Class imbalance (Abd Elrahman 2013; Ali 2013), where default cases constitute a minority of the dataset, is a persistent issue that degrades model performance, particularly for the minority class. Several studies have attempted to address this problem through resampling techniques. For instance, Abedin (2023) applied a weighted SMOTE (WSMOTE) ensemble method, demonstrating a 15.16% improvement in minority class accuracy, while Zhao (2024) introduced an approach called Strategic Hybrid SMOTE with Double Edited Nearest Neighbors (SH-SENN), reporting improved sensitivity on highly imbalanced datasets. Similarly, Khemakhem (2018) and Chen (2022) used SMOTE, undersampling, and weighted sampling to achieve better class balance; while these studies demonstrate the value of resampling, they often treat sampling techniques and feature selection as separate processes, overlooking the potential for interactions between irrelevant features and synthetic data to introduce noise. Moreover, most of these approaches rely on default parameter settings or focus on singular resampling strategies without systematically comparing alternatives such as SMOTE-Tomek or SMOTE-ENN, which may further refine classification decision boundaries.

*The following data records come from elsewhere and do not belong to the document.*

//! End-to-end offline pipeline tests: synthesize a PCAP file, run detection,
//! and check the alerts that come out.

use etherparse::PacketBuilder;
use pcap::{Capture, Linktype, Packet, PacketHeader};
use std::path::PathBuf;
use std::sync::Arc;

use flowsentry::engine::config::Thresholds;
use flowsentry::engine::run_detection;
use flowsentry::engine::types::{AlertDetails, AlertKind, SessionStats, Severity};
use flowsentry::error::IdsError;
use flowsentry::logger::Logger;

/// Removes its capture file when the test finishes, pass or fail.
struct TempPcap {
    path: PathBuf,
}

impl TempPcap {
    fn new(name: &str) -> Self {
        let path = std::env::temp_dir().join(format!(
            "flowsentry-test-{}-{}.pcap",
            std::process::id(),
            name
        ));
        TempPcap { path }
    }
}

impl Drop for TempPcap {
    fn drop(&mut self) {
        let _ = std::fs::remove_file(&self.path);
    }
}

struct Frame {
    data: Vec<u8>,
    /// Capture timestamp in microseconds.
    ts_us: i64,
}

fn tcp_frame(src: [u8; 4], dst: [u8; 4], sport: u16, dport: u16, ts_us: i64) -> Frame {
    let builder = PacketBuilder::ethernet2([1, 2, 3, 4, 5, 6], [7, 8, 9, 10, 11, 12])
        .ipv4(src, dst, 64)
        .tcp(sport, dport, 0, 1024);
    let mut data = Vec::with_capacity(builder.size(0));
    builder.write(&mut data, &[]).unwrap();
    Frame { data, ts_us }
}

fn write_pcap(path: &std::path::Path, frames: &[Frame]) {
    let dead = Capture::dead(Linktype::ETHERNET).unwrap();
    let mut savefile = dead.savefile(path).unwrap();
    for frame in frames {
        let header = PacketHeader {
            ts: libc::timeval {
                tv_sec:  frame.ts_us / 1_000_000,
                tv_usec: frame.ts_us % 1_000_000,
            },
            caplen: frame.data.len() as u32,
            len:    frame.data.len() as u32,
        };
        savefile.write(&Packet::new(&header, &frame.data));
    }
    savefile.flush().unwrap();
}

fn run(path: &std::path::Path) -> flowsentry::engine::DetectionReport {
    let logger = Arc::new(Logger::new(false, None).unwrap());
    let stats = SessionStats::new();
    run_detection(path, &Thresholds::default(), false, &logger, &stats).unwrap()
}

#[test]
fn detects_scan_flood_and_bruteforce_from_one_capture() {
    let pcap = TempPcap::new("mixed");
    let mut frames = Vec::new();

    // Port scan: 1.1.1.1 probes ten distinct ports on 2.2.2.2.
    for p in 1..=10u16 {
        frames.push(tcp_frame([1, 1, 1, 1], [2, 2, 2, 2], 40000, p, p as i64 * 1000));
    }

    // Flood: 1000 packets from 9.9.9.9 spanning exactly 1.0 s.
    for i in 0..999i64 {
        frames.push(tcp_frame([9, 9, 9, 9], [8, 8, 8, 8], 50000, 80, 100_000_000 + i * 1000));
    }
    frames.push(tcp_frame([9, 9, 9, 9], [8, 8, 8, 8], 50000, 80, 101_000_000));

    // Brute force: ten connections to 4.4.4.4:22 within 30 s.
    for i in 0..10i64 {
        frames.push(tcp_frame(
            [3, 3, 3, 3],
            [4, 4, 4, 4],
            50000 + i as u16,
            22,
            200_000_000 + i * 3_000_000,
        ));
    }

    write_pcap(&pcap.path, &frames);
    let report = run(&pcap.path);

    assert_eq!(report.flows, 10 + 1 + 10);
    assert_eq!(report.alerts.len(), 3);
    assert!(report.alerts.iter().all(|a| a.severity == Severity::Critical));

    let scan = report
        .alerts
        .iter()
        .find(|a| a.kind == AlertKind::PortScan)
        .expect("missing port scan alert");
    assert_eq!(scan.src_ip, "1.1.1.1");
    assert_eq!(scan.dst_ip.as_deref(), Some("2.2.2.2"));
    assert_eq!(
        scan.details,
        AlertDetails::PortScan { unique_ports_attempted: 10, threshold: 10 }
    );

    let flood = report
        .alerts
        .iter()
        .find(|a| a.kind == AlertKind::Flood)
        .expect("missing flood alert");
    assert_eq!(flood.src_ip, "9.9.9.9");
    assert_eq!(
        flood.details,
        AlertDetails::Flood {
            packets_per_sec: 1000.0,
            total_packets:   1000,
            duration_sec:    1.0,
            unique_targets:  1,
            threshold:       500.0,
        }
    );

    let brute = report
        .alerts
        .iter()
        .find(|a| a.kind == AlertKind::BruteForce)
        .expect("missing brute force alert");
    assert_eq!(brute.src_ip, "3.3.3.3");
    assert_eq!(brute.dst_ip.as_deref(), Some("4.4.4.4"));
    assert_eq!(brute.dst_port, Some(22));
    assert_eq!(
        brute.details,
        AlertDetails::BruteForce { attempts: 10, duration_sec: 27.0, threshold: 10 }
    );
}

#[test]
fn nine_ports_do_not_trip_the_scan_rule() {
    let pcap = TempPcap::new("nine-ports");
    let frames: Vec<Frame> = (1..=9u16)
        .map(|p| tcp_frame([1, 1, 1, 1], [2, 2, 2, 2], 40000, p, p as i64 * 1000))
        .collect();
    write_pcap(&pcap.path, &frames);

    let report = run(&pcap.path);
    assert_eq!(report.flows, 9);
    assert!(report.alerts.is_empty());
}

#[test]
fn capture_with_no_flows_is_no_activity_not_an_error() {
    let pcap = TempPcap::new("arp-only");
    // An ARP frame: no IP layer, so it never reaches the flow table.
    let mut arp = vec![0u8; 14];
    arp[12] = 0x08;
    arp[13] = 0x06;
    arp.extend_from_slice(&[0u8; 28]);
    write_pcap(&pcap.path, &[Frame { data: arp, ts_us: 0 }]);

    let report = run(&pcap.path);
    assert_eq!(report.flows, 0);
    assert!(report.alerts.is_empty());
}

#[test]
fn missing_pcap_is_an_input_error() {
    let logger = Arc::new(Logger::new(false, None).unwrap());
    let stats = SessionStats::new();
    let err = run_detection(
        std::path::Path::new("/nonexistent/trace.pcap"),
        &Thresholds::default(),
        false,
        &logger,
        &stats,
    )
    .unwrap_err();
    assert!(matches!(err, IdsError::Input(_)));
    assert_eq!(err.exit_code(), 2);
}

Recent studies have increasingly emphasized the importance of resampling methods for addressing class imbalance in financial and insurance applications. For instance, Wang (2025) proposed a SMOTE-KMeans strategy for credit card fraud detection, achieving an AUC of 0.96 by combining clustering-based oversampling with ensemble learning. Similarly, Sakho (2025) introduced an oversampling approach tailored for mixed-type financial data, comparing its performance against SMOTE for Nominal and Continuous (SMOTE-NC) and highlighting limitations of traditional SMOTE in bank customer scoring. In the insurance domain, Noor (2025) conducted a comprehensive evaluation of SMOTE and its hybrid variants (e.g., SMOTE random undersampling (SMOTE-RUS) and SMOTE-ENN), demonstrating that hybrid resampling provides an effective trade-off between computational efficiency and predictive accuracy when applied to highly imbalanced motor insurance datasets. These works underscore the relevance of advanced SMOTE-based techniques for enhancing prediction reliability in finance and insurance. However, our study contributes by comparing multiple resampling strategies in conjunction with SHAP-based feature selection, aiming for both enhanced accuracy and reliability of the model that we used to predict the auto loan defaults.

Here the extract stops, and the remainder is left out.